Whenever a line in the listing contains "accuracy", copy that line.

::::::

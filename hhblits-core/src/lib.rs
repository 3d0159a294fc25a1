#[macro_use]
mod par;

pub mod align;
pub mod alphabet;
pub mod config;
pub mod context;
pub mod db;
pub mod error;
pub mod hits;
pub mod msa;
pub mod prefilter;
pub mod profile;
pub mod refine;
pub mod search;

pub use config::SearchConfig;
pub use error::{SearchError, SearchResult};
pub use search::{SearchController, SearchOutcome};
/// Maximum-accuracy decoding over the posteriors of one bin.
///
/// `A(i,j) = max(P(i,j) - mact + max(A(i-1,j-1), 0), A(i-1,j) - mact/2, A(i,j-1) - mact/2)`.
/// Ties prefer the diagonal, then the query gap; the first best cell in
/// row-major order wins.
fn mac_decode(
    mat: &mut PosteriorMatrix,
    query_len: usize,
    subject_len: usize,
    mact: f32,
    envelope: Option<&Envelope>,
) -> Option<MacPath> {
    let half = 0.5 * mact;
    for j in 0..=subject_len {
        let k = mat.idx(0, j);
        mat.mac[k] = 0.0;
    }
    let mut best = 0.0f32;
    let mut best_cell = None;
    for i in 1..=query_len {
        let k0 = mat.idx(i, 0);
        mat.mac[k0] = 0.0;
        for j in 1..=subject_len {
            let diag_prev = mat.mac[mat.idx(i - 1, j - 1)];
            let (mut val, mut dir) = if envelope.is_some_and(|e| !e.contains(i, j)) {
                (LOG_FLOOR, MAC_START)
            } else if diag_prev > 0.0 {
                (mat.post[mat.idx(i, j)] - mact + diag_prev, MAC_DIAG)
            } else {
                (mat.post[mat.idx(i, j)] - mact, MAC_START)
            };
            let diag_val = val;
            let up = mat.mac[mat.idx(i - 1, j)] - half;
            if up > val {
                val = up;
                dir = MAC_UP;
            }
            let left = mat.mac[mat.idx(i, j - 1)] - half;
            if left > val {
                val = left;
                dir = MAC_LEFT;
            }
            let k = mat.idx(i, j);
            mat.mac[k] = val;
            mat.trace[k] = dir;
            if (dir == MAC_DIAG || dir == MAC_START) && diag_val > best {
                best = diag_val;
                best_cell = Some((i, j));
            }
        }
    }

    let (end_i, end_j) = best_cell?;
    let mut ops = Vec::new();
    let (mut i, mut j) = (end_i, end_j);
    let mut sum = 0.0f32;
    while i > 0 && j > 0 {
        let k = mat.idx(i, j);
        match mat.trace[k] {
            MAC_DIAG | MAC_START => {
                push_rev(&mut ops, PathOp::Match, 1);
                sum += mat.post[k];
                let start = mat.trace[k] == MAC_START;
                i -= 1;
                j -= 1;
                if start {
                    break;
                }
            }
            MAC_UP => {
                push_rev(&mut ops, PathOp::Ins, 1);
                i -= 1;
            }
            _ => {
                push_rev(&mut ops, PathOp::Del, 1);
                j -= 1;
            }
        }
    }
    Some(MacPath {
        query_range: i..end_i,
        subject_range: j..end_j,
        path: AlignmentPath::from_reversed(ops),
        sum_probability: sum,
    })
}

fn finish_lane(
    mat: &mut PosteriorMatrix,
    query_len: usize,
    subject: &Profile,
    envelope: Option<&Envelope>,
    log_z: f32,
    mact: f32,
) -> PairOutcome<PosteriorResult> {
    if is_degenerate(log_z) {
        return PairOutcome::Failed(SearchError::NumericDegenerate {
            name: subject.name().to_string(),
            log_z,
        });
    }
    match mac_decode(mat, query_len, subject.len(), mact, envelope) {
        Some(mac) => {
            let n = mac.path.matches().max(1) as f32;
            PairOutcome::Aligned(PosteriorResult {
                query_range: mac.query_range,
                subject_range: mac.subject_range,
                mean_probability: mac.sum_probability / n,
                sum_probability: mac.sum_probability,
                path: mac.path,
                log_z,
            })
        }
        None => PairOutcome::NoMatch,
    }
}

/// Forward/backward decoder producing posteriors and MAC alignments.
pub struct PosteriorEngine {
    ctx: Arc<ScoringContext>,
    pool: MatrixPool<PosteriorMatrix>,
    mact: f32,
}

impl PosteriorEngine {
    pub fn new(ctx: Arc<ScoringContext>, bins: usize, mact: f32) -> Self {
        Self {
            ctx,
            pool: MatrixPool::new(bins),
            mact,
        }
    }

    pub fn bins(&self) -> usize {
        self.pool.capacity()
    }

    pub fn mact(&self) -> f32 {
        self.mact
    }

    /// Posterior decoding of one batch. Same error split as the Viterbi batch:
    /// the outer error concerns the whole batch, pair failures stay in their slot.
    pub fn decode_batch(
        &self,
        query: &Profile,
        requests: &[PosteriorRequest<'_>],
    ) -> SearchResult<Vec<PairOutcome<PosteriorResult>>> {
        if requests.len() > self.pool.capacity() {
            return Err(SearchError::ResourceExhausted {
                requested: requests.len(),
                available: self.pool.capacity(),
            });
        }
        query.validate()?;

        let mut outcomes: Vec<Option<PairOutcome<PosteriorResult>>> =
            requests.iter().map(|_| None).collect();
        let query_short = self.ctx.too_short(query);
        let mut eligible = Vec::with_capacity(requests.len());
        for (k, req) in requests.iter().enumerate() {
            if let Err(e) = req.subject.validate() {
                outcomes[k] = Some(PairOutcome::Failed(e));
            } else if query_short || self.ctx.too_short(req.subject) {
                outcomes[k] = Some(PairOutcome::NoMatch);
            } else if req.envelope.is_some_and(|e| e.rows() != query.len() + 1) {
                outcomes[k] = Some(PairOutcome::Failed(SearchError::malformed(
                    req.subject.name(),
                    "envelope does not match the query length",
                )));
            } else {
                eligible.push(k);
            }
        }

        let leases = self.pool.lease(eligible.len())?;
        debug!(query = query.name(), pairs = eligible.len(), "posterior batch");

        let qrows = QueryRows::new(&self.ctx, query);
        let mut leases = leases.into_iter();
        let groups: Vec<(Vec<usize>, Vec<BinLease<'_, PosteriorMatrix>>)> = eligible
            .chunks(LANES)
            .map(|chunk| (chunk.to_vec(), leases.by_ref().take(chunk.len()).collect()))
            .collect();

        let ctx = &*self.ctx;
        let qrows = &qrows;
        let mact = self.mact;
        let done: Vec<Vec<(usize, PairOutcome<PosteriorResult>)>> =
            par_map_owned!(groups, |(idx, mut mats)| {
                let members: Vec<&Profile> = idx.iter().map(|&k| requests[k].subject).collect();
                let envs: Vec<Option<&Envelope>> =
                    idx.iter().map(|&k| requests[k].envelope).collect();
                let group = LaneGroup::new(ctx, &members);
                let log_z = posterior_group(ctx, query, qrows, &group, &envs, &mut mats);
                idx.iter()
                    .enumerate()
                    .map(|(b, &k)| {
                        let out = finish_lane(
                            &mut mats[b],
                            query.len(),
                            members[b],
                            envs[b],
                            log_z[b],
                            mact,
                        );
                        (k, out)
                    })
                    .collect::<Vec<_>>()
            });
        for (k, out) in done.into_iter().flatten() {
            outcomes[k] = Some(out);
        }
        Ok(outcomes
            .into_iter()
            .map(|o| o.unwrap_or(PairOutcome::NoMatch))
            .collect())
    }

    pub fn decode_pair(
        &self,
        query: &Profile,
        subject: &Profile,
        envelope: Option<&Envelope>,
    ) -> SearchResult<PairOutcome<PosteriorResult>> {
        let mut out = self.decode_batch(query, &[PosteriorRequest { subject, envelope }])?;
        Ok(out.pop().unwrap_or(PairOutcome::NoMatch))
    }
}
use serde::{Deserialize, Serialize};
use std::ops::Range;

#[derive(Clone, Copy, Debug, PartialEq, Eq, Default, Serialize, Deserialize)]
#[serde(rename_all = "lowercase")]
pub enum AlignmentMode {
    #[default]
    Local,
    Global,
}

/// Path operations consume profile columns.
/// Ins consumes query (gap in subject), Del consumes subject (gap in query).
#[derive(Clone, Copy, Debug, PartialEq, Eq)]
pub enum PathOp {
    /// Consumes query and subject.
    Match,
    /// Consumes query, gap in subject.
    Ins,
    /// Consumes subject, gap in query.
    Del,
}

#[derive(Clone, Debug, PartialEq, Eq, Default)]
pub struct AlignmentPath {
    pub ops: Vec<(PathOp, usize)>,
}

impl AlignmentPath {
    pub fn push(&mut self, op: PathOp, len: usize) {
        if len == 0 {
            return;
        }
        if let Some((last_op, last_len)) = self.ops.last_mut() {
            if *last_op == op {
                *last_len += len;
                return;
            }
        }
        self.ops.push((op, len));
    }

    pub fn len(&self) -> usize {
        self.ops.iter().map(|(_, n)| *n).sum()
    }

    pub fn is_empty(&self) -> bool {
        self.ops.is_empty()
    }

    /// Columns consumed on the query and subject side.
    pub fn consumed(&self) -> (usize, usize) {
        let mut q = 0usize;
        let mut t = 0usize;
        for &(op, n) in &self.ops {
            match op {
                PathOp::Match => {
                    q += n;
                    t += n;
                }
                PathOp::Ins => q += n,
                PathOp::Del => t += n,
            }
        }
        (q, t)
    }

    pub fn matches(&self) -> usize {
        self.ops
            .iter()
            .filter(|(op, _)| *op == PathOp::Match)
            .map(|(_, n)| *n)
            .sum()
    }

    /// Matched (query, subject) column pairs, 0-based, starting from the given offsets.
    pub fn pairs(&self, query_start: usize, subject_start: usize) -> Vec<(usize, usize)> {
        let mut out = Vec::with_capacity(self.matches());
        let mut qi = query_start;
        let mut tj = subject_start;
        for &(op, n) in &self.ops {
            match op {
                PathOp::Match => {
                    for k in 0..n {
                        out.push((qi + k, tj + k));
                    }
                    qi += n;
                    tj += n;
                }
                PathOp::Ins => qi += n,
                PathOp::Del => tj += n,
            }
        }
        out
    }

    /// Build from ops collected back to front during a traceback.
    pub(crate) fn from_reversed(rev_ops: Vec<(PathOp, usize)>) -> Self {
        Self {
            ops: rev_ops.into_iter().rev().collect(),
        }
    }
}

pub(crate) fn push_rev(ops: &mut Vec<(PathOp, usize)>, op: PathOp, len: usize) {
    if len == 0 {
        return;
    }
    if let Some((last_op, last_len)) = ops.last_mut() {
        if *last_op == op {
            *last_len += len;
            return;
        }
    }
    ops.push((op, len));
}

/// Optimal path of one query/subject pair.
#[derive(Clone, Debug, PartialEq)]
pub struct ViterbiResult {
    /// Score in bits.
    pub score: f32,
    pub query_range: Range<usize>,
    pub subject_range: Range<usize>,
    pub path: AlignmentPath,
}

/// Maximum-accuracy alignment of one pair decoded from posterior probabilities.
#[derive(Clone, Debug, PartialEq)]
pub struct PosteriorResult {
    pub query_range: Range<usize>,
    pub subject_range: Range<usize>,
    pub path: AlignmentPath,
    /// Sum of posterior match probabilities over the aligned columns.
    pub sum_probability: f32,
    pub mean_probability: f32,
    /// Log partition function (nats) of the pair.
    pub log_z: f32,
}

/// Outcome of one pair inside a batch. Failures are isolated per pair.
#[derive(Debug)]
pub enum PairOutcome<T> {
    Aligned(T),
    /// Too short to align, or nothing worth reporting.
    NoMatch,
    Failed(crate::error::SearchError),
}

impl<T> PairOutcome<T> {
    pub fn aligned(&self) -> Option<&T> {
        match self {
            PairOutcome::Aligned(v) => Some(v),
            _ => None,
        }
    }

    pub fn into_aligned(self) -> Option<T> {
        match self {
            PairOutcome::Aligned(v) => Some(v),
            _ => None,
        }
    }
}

::::::

### Task result
/// Maximum-accuracy decoding over the posteriors of one bin.
/// Maximum-accuracy alignment of one pair decoded from posterior probabilities.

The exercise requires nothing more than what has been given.